Dudley Bodoh flew to Costa Rica for retirement in 2008 after an initial attempt at driving there had failed (see Part 1). Within a couple of months he had found lodging and settled into a routine that included enjoying the beach and smoking cigars. The use of cigars would end soon and abruptly when he encountered a major health problem. Fortunately, his first encounter with the Costa Rican health system proved to be positive and life-saving.
After a few months, our hero, who had become the Golden Gringo or GG, began the process of obtaining official residency. He engaged a Costa Rican intermediary that had been recommended by a friend to help with the process. The person turned out to be sometimes unethical and at other times incompetent. The process would turn out to be tedious and time-consuming and getting his residency would not happen until his approval happened more than three years later, and then only after he pursued through his own personal effort.
In the meantime GG would be required to make excursions across the border every 90 days to renew his visa, resulting in him becoming a “perpetual tourist”. This gave him the opportunity to visit several locations in three other Latin American countries and learn about the region. He would see parts of Panama, Nicaragua and an island owned by Colombia.
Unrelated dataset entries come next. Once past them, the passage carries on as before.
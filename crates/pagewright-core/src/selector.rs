//! Process-wide selector cache with reliability tracking.
//!
//! When the AI fallback rescues a failed action, the touched element's
//! fingerprint is distilled into the most survivable selector available and
//! cached under (domain, action kind, instruction digest). Later runs of the
//! same logical action try the cached selector before paying for a fallback.
//! Every dispatch outcome feeds an exponential reliability blend; entries
//! that sink below the floor stop being served until a fresh learn replaces
//! them.
//!
//! The cache is shared across every run in the process. Values are cloned on
//! read so no `DashMap` guard is ever held across an await.

use std::sync::Arc;

use dashmap::DashMap;
use pagewright_types::action::{ActionKind, ElementFingerprint};
use pagewright_types::selector::{CacheKey, SelectorCacheEntry, SelectorTier};
use sha2::{Digest, Sha256};

// ---------------------------------------------------------------------------
// Constants
// ---------------------------------------------------------------------------

/// Weight of the running reliability in the exponential blend; the newest
/// outcome carries the remainder.
const RELIABILITY_CARRY: f64 = 0.7;

/// Entries below this reliability are not served.
pub const DEFAULT_RELIABILITY_FLOOR: f64 = 0.5;

/// Length of the truncated instruction digest in a cache key.
const CONTEXT_DIGEST_LEN: usize = 16;

// ---------------------------------------------------------------------------
// Key derivation
// ---------------------------------------------------------------------------

/// Cache key for an action dispatched against `url`.
pub fn cache_key(url: &str, kind: ActionKind, instruction: &str) -> CacheKey {
    CacheKey {
        domain: page_domain(url),
        action_kind: kind,
        context: instruction_digest(instruction),
    }
}

/// Host part of a URL, lowercased. Unparseable URLs fall back to the raw
/// string so keys stay distinct rather than colliding on a placeholder.
pub fn page_domain(url: &str) -> String {
    url::Url::parse(url)
        .ok()
        .and_then(|u| u.host_str().map(|h| h.to_lowercase()))
        .unwrap_or_else(|| url.trim().to_lowercase())
}

/// Truncated SHA-256 of the whitespace-normalized, lowercased instruction.
/// Two spellings of the same instruction land on the same entry.
pub fn instruction_digest(instruction: &str) -> String {
    let normalized = instruction
        .split_whitespace()
        .collect::<Vec<_>>()
        .join(" ")
        .to_lowercase();
    let digest = format!("{:x}", Sha256::digest(normalized.as_bytes()));
    digest[..CONTEXT_DIGEST_LEN].to_string()
}

// ---------------------------------------------------------------------------
// Fingerprint distillation
// ---------------------------------------------------------------------------

/// Derive the most stable selector a fingerprint supports, walking the tier
/// hierarchy from `name` down to the positional path.
pub fn selector_from_fingerprint(fp: &ElementFingerprint) -> Option<(String, SelectorTier)> {
    let tag = fp.tag.as_deref().unwrap_or("");

    if let Some(name) = non_empty(&fp.name) {
        return Some((attr_selector(tag, "name", name), SelectorTier::Name));
    }
    if let Some(id) = non_empty(&fp.id) {
        return Some((format!("#{id}"), SelectorTier::Id));
    }
    if let Some(label) = non_empty(&fp.aria_label) {
        return Some((attr_selector(tag, "aria-label", label), SelectorTier::AriaLabel));
    }
    if let Some(test_id) = non_empty(&fp.data_test) {
        return Some((attr_selector(tag, "data-test", test_id), SelectorTier::DataTest));
    }

    let stable_classes: Vec<&str> = fp
        .classes
        .iter()
        .map(String::as_str)
        .filter(|c| !c.is_empty() && !looks_generated(c))
        .collect();
    if !stable_classes.is_empty() {
        return Some((
            format!("{tag}.{}", stable_classes.join(".")),
            SelectorTier::Class,
        ));
    }

    non_empty(&fp.css_path).map(|path| (path.to_string(), SelectorTier::Path))
}

fn non_empty(field: &Option<String>) -> Option<&str> {
    field.as_deref().filter(|s| !s.is_empty())
}

fn attr_selector(tag: &str, attr: &str, value: &str) -> String {
    format!("{tag}[{attr}=\"{}\"]", value.replace('"', "\\\""))
}

/// Heuristic for build-generated class names: CSS-in-JS prefixes, leading
/// underscores, and multi-digit hash runs.
fn looks_generated(class: &str) -> bool {
    if class.starts_with('_') {
        return true;
    }
    for prefix in ["css-", "sc-", "jss", "emotion-"] {
        if class.starts_with(prefix) {
            return true;
        }
    }
    let mut digit_run = 0;
    for c in class.chars() {
        if c.is_ascii_digit() {
            digit_run += 1;
            if digit_run >= 2 {
                return true;
            }
        } else {
            digit_run = 0;
        }
    }
    false
}

// ---------------------------------------------------------------------------
// SelectorCache
// ---------------------------------------------------------------------------

/// Concurrent selector cache. Cloning produces a shared view of the same
/// underlying data; one instance serves every run in the process.
#[derive(Debug, Clone)]
pub struct SelectorCache {
    inner: Arc<DashMap<CacheKey, SelectorCacheEntry>>,
    floor: f64,
}

impl SelectorCache {
    pub fn new() -> Self {
        Self::with_floor(DEFAULT_RELIABILITY_FLOOR)
    }

    pub fn with_floor(floor: f64) -> Self {
        Self {
            inner: Arc::new(DashMap::new()),
            floor,
        }
    }

    /// Serve the cached selector for a key, if one exists at or above the
    /// reliability floor. The entry is cloned; the guard is not held.
    pub fn lookup(&self, key: &CacheKey) -> Option<SelectorCacheEntry> {
        self.inner.get(key).and_then(|entry| {
            if entry.reliability >= self.floor {
                Some(entry.value().clone())
            } else {
                None
            }
        })
    }

    /// Learn a selector from a fallback success. A fresh observation always
    /// replaces whatever was stored, including entries sunk below the floor.
    /// Returns the stored entry, or `None` when the fingerprint has nothing
    /// usable.
    pub fn learn(&self, key: CacheKey, fp: &ElementFingerprint) -> Option<SelectorCacheEntry> {
        let (selector, tier) = selector_from_fingerprint(fp)?;
        let entry = SelectorCacheEntry::new(selector, tier);
        tracing::debug!(
            domain = %key.domain,
            kind = %key.action_kind,
            selector = %entry.selector,
            tier = %entry.tier,
            "learned selector"
        );
        self.inner.insert(key, entry.clone());
        Some(entry)
    }

    /// Blend a dispatch outcome into the entry's reliability.
    pub fn record_outcome(&self, key: &CacheKey, success: bool) {
        if let Some(mut entry) = self.inner.get_mut(key) {
            let outcome = if success { 1.0 } else { 0.0 };
            entry.reliability =
                entry.reliability * RELIABILITY_CARRY + outcome * (1.0 - RELIABILITY_CARRY);
            entry.last_used = chrono::Utc::now();
            entry.usage_count += 1;
        }
    }

    /// Snapshot of every entry, sorted by domain then context for stable
    /// display.
    pub fn entries(&self) -> Vec<(CacheKey, SelectorCacheEntry)> {
        let mut all: Vec<(CacheKey, SelectorCacheEntry)> = self
            .inner
            .iter()
            .map(|r| (r.key().clone(), r.value().clone()))
            .collect();
        all.sort_by(|(a, _), (b, _)| {
            a.domain
                .cmp(&b.domain)
                .then_with(|| a.context.cmp(&b.context))
        });
        all
    }

    pub fn len(&self) -> usize {
        self.inner.len()
    }

    pub fn is_empty(&self) -> bool {
        self.inner.is_empty()
    }
}

impl Default for SelectorCache {
    fn default() -> Self {
        Self::new()
    }
}

// ---------------------------------------------------------------------------
// Tests
// ---------------------------------------------------------------------------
GG also learned about the differences in climate and environment in Costa Rica. Living in the rainforest meant not only more rain but heavier downpours. Just after learning hurricanes don’t happen in Costa Rica because it is too far south, he would experience what the locals called a fifty year storm event. That happened in 2010 and wreaked havoc on trees and telephone polls as well as washing out sizeable parts of major roads and causing flash flooding in low lying towns along the coast. Also in the first two years he would be introduced to “terremotos” or earthquakes, something completely new to him.
But most of the time was taken up with learning and experiencing the culture that is Costa Rica. He came to accept the differences between Tico/Latin thinking, based more on emotion, and the gringo emphasis on efficiency and productivity. He came to understand the people to be open, warm, helpful and kind even as they might be perpetually late and have a penchant for over-complicating simple tasks and transactions.
Within a few months of arriving in Costa Rica GG pursued learning Spanish by taking lessons from local teachers but soon realized that at the age of 65, things were different. He had made a good effort to learn French in his early thirties while living in Brussels but now he was much less able to retain what he absorbed than he was when in his thirties. Distinguishing sounds was another problem he hadn’t had before. But he wouldn’t give up and eventually GG developed a facility that allowed him to express himself adequately.
When he was not writing the Chronicles or taking Spanish lessons he would enjoy the beautiful, wild beach called Manuel Antonio and sample the food at the 50 to 60 good restaurants in the area. He helped form an association called the ROMEO Group (Retired Old Men Eating Out) and they made it their duty to evaluate at least one new restaurant per month. Tough work, but some had to do it.
GG was now settled in and enjoying retirement in paradise.